I stood up an SO Elastic alpha release box on the same network as one of my production Security Onion sensors. I'm trying to ship Bro logs from the prod sensor to the new elastic box to test out elastic, but the vast majority of the logs are dropping in transit according to syslog-ng on the source sensor. I had this functionality working on a previous release of the elastic preview - I can't remember if that was TP1 or TP2, but I don't believe network congestion is the limiting factor here. For context, on the previous TP I had running, the old ELK instance was seeing about 50 million logs per day. I've had this alpha running for about 18 hours now and it's only imported about 300,000 logs.
To send the logs, I copied and pasted the relevant syslog-ng configuration lines out of the new SO-ELK alpha server and put them in the source sensor.

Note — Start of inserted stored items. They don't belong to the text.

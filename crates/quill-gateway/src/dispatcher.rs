//! The dispatcher facade.
//!
//! [`Gateway`] owns the two registries and the shared context. Every
//! inbound call carries a token; the dispatcher filters by tier before
//! anything else runs, and an unauthorized name fails exactly like an
//! unregistered one.

use std::collections::HashMap;
use std::sync::Arc;

use serde_json::Value;
use tracing::{debug, warn};

use quill_config::DailySettingsProvider;
use quill_core::{CapabilityTier, CapabilityToken};
use quill_resolve::{Clock, ResolveOptions, UriResolver, SCHEME_DAILY, SCHEME_DIRECT};
use quill_vault::Vault;

use crate::descriptor::{GatewayContext, ResourceDescriptor, ToolDescriptor};
use crate::error::{GatewayError, GatewayResult};
use crate::extension::ExtensionProvider;
use crate::registry::Registry;
use crate::resources::{DailyResource, DirectResource, ExtensionResource};
use crate::tools::{
    AppendDocumentTool, CompletePathTool, ListDirectoryTool, ListResourcesTool, OpenDailyNoteTool,
    ReadDocumentTool, ReplaceInDocumentTool, WriteDocumentTool,
};
use crate::types::{ResourceInfo, ToolInfo, ToolResult};

/// Builder assembling a [`Gateway`] at startup.
pub struct GatewayBuilder {
    vault: Arc<dyn Vault>,
    settings: Arc<dyn DailySettingsProvider>,
    clock: Arc<dyn Clock>,
    extensions: Vec<Arc<dyn ExtensionProvider>>,
}

impl GatewayBuilder {
    /// Start building over the given collaborators.
    #[must_use]
    pub fn new(
        vault: Arc<dyn Vault>,
        settings: Arc<dyn DailySettingsProvider>,
        clock: Arc<dyn Clock>,
    ) -> Self {
        Self {
            vault,
            settings,
            clock,
            extensions: Vec::new(),
        }
    }

    /// Register an extension provider. Registration order is advertise
    /// order; duplicates of a scheme are rejected at build time.
    #[must_use]
    pub fn with_extension(mut self, provider: Arc<dyn ExtensionProvider>) -> Self {
        self.extensions.push(provider);
        self
    }

    /// Assemble the gateway: resolver, resource registry, tool registry.
    ///
    /// # Errors
    ///
    /// Returns [`GatewayError::InvalidArguments`] when two extensions claim
    /// the same scheme, or one claims a built-in scheme.
    pub fn build(self) -> GatewayResult<Gateway> {
        let resolver = Arc::new(UriResolver::new(
            self.vault.clone(),
            self.settings.clone(),
            self.clock,
        ));

        let mut resources: Registry<ResourceDescriptor> = Registry::new();
        resources.register(ResourceDescriptor::new(
            SCHEME_DIRECT,
            "documents addressed by vault path",
            CapabilityTier::ReadOnly,
            Arc::new(DirectResource),
        ));
        resources.register(ResourceDescriptor::new(
            SCHEME_DAILY,
            "daily notes addressed by date alias",
            CapabilityTier::ReadOnly,
            Arc::new(DailyResource::new(self.settings)),
        ));

        let mut extensions: HashMap<String, Arc<dyn ExtensionProvider>> = HashMap::new();
        for provider in self.extensions {
            let scheme = provider.scheme().to_string();
            let registered = resources.register(ResourceDescriptor::new(
                scheme.clone(),
                provider.description(),
                CapabilityTier::ReadOnly,
                Arc::new(ExtensionResource::new(provider.clone())),
            ));
            if !registered {
                return Err(GatewayError::InvalidArguments {
                    reason: format!("extension scheme \"{scheme}\" is already registered"),
                });
            }
            extensions.insert(scheme, provider);
        }

        // Tool registration order is the advertise order.
        let resource_snapshot: Vec<(String, String, CapabilityTier)> = resources
            .iter()
            .map(|r| (r.scheme.clone(), r.description.clone(), r.min_tier))
            .collect();

        let mut tools: Registry<ToolDescriptor> = Registry::new();
        tools.register(ToolDescriptor::new(
            "list_resources",
            "list the resource schemes available to you",
            CapabilityTier::Restricted,
            false,
            Arc::new(ListResourcesTool::new(resource_snapshot)),
        ));
        tools.register(ToolDescriptor::new(
            "read_document",
            "read a document or list a directory by URI",
            CapabilityTier::ReadOnly,
            false,
            Arc::new(ReadDocumentTool),
        ));
        tools.register(ToolDescriptor::new(
            "list_directory",
            "list documents under a directory at a given depth",
            CapabilityTier::ReadOnly,
            false,
            Arc::new(ListDirectoryTool),
        ));
        tools.register(ToolDescriptor::new(
            "complete_path",
            "autocomplete vault paths by prefix",
            CapabilityTier::ReadOnly,
            false,
            Arc::new(CompletePathTool),
        ));
        tools.register(ToolDescriptor::new(
            "open_daily_note",
            "open the daily note for a date alias",
            CapabilityTier::ReadOnly,
            false,
            Arc::new(OpenDailyNoteTool),
        ));
        tools.register(ToolDescriptor::new(
            "write_document",
            "create or overwrite a document",
            CapabilityTier::Full,
            true,
            Arc::new(WriteDocumentTool),
        ));
        tools.register(ToolDescriptor::new(
            "append_document",
            "append content to a document, creating it if absent",
            CapabilityTier::Full,
            true,
            Arc::new(AppendDocumentTool),
        ));
        tools.register(ToolDescriptor::new(
            "replace_in_document",
            "replace exactly one occurrence of a string in a document",
            CapabilityTier::Full,
            true,
            Arc::new(ReplaceInDocumentTool),
        ));

        Ok(Gateway {
            ctx: GatewayContext {
                vault: self.vault,
                resolver,
                extensions,
            },
            tools,
            resources,
        })
    }
}

/// The capability-scoped dispatcher.
pub struct Gateway {
    ctx: GatewayContext,
    tools: Registry<ToolDescriptor>,
    resources: Registry<ResourceDescriptor>,
}

impl Gateway {
    /// Tools advertised to this token, in registration order.
    ///
    /// A pure function of (registry contents, token tier): two calls with
    /// the same token always agree.
    #[must_use]
    pub fn list_tools(&self, token: &CapabilityToken) -> Vec<ToolInfo> {
        self.tools
            .visible(token.tier)
            .map(|t| ToolInfo {
                name: t.name.clone(),
                description: t.description.clone(),
            })
            .collect()
    }

    /// Resource schemes advertised to this token, in registration order.
    #[must_use]
    pub fn list_resource_schemes(&self, token: &CapabilityToken) -> Vec<ResourceInfo> {
        self.resources
            .visible(token.tier)
            .map(|r| ResourceInfo {
                scheme: r.scheme.clone(),
                description: r.description.clone(),
            })
            .collect()
    }

    /// Dispatch a tool call. Always returns a protocol-shaped result;
    /// failures are folded into an error [`ToolResult`].
    pub async fn call_tool(
        &self,
        name: &str,
        token: &CapabilityToken,
        args: Value,
    ) -> ToolResult {
        match self.dispatch(name, token, args).await {
            Ok(result) => result,
            Err(e) => {
                debug!(tool = name, error = %e, "tool call failed");
                e.to_result()
            }
        }
    }

    async fn dispatch(
        &self,
        name: &str,
        token: &CapabilityToken,
        args: Value,
    ) -> GatewayResult<ToolResult> {
        let unknown = || GatewayError::UnknownTool {
            name: name.to_string(),
        };
        // Capability boundaries must be indistinguishable from
        // non-existence, so the gated and the missing case share one error.
        let descriptor = self.tools.get(name).ok_or_else(unknown)?;
        if token.tier < descriptor.min_tier {
            warn!(tool = name, tier = %token.tier, "tool hidden from caller");
            return Err(unknown());
        }
        debug!(tool = name, "dispatching");
        descriptor.handler.call(&self.ctx, token, args).await
    }

    /// Read a resource by URI, routing through the owning resource type.
    pub async fn read_resource(&self, uri: &str, token: &CapabilityToken) -> ToolResult {
        match self.read_resource_inner(uri, token).await {
            Ok(result) => result,
            Err(e) => {
                debug!(uri, error = %e, "resource read failed");
                e.to_result()
            }
        }
    }

    async fn read_resource_inner(
        &self,
        uri: &str,
        token: &CapabilityToken,
    ) -> GatewayResult<ToolResult> {
        let address = self
            .ctx
            .resolver
            .resolve(uri, ResolveOptions::default())
            .await?;
        let scheme = match &address.scheme {
            quill_core::AddressScheme::Direct => SCHEME_DIRECT,
            quill_core::AddressScheme::DailyAlias => SCHEME_DAILY,
            quill_core::AddressScheme::Extension { name } => name.as_str(),
        };
        let descriptor = self.lookup_resource(scheme, token)?;
        descriptor.ops.read(&self.ctx, token, &address).await
    }

    /// Enumerate the resources of one scheme visible to the token.
    ///
    /// # Errors
    ///
    /// Returns the uniform unknown-scheme error for unregistered or hidden
    /// schemes.
    pub async fn list_resources(
        &self,
        scheme: &str,
        token: &CapabilityToken,
    ) -> GatewayResult<Vec<String>> {
        let descriptor = self.lookup_resource(scheme, token)?;
        descriptor.ops.list(&self.ctx, token).await
    }

    /// Prefix completion within one scheme.
    ///
    /// # Errors
    ///
    /// Returns the uniform unknown-scheme error for unregistered or hidden
    /// schemes.
    pub async fn complete(
        &self,
        scheme: &str,
        prefix: &str,
        token: &CapabilityToken,
    ) -> GatewayResult<Vec<String>> {
        let descriptor = self.lookup_resource(scheme, token)?;
        descriptor.ops.complete(&self.ctx, token, prefix).await
    }

    fn lookup_resource(
        &self,
        scheme: &str,
        token: &CapabilityToken,
    ) -> GatewayResult<&ResourceDescriptor> {
        let unknown = || GatewayError::UnknownScheme {
            scheme: scheme.to_string(),
        };
        let descriptor = self.resources.get(scheme).ok_or_else(unknown)?;
        if token.tier < descriptor.min_tier {
            return Err(unknown());
        }
        Ok(descriptor)
    }
}

impl std::fmt::Debug for Gateway {
    fn fmt(&self, f: &mut std::fmt::Formatter<'_>) -> std::fmt::Result {
        f.debug_struct("Gateway")
            .field("tools", &self.tools.iter().count())
            .field("resources", &self.resources.iter().count())
            .finish_non_exhaustive()
    }
}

I modified the output to send to the IP of the ELK box, and added a UFW rule to allow connectivity.
I've used the `syslog-ng-ctl stats` command to confirm that the syslog to logstash transport step is where my logs are being dropped.
I've tried the following:
*Switched Syslog-ng output between TCP and UDP - both resulted in about the same amount of loss.
*Increased RAM and worker count on logstash - no changes observed.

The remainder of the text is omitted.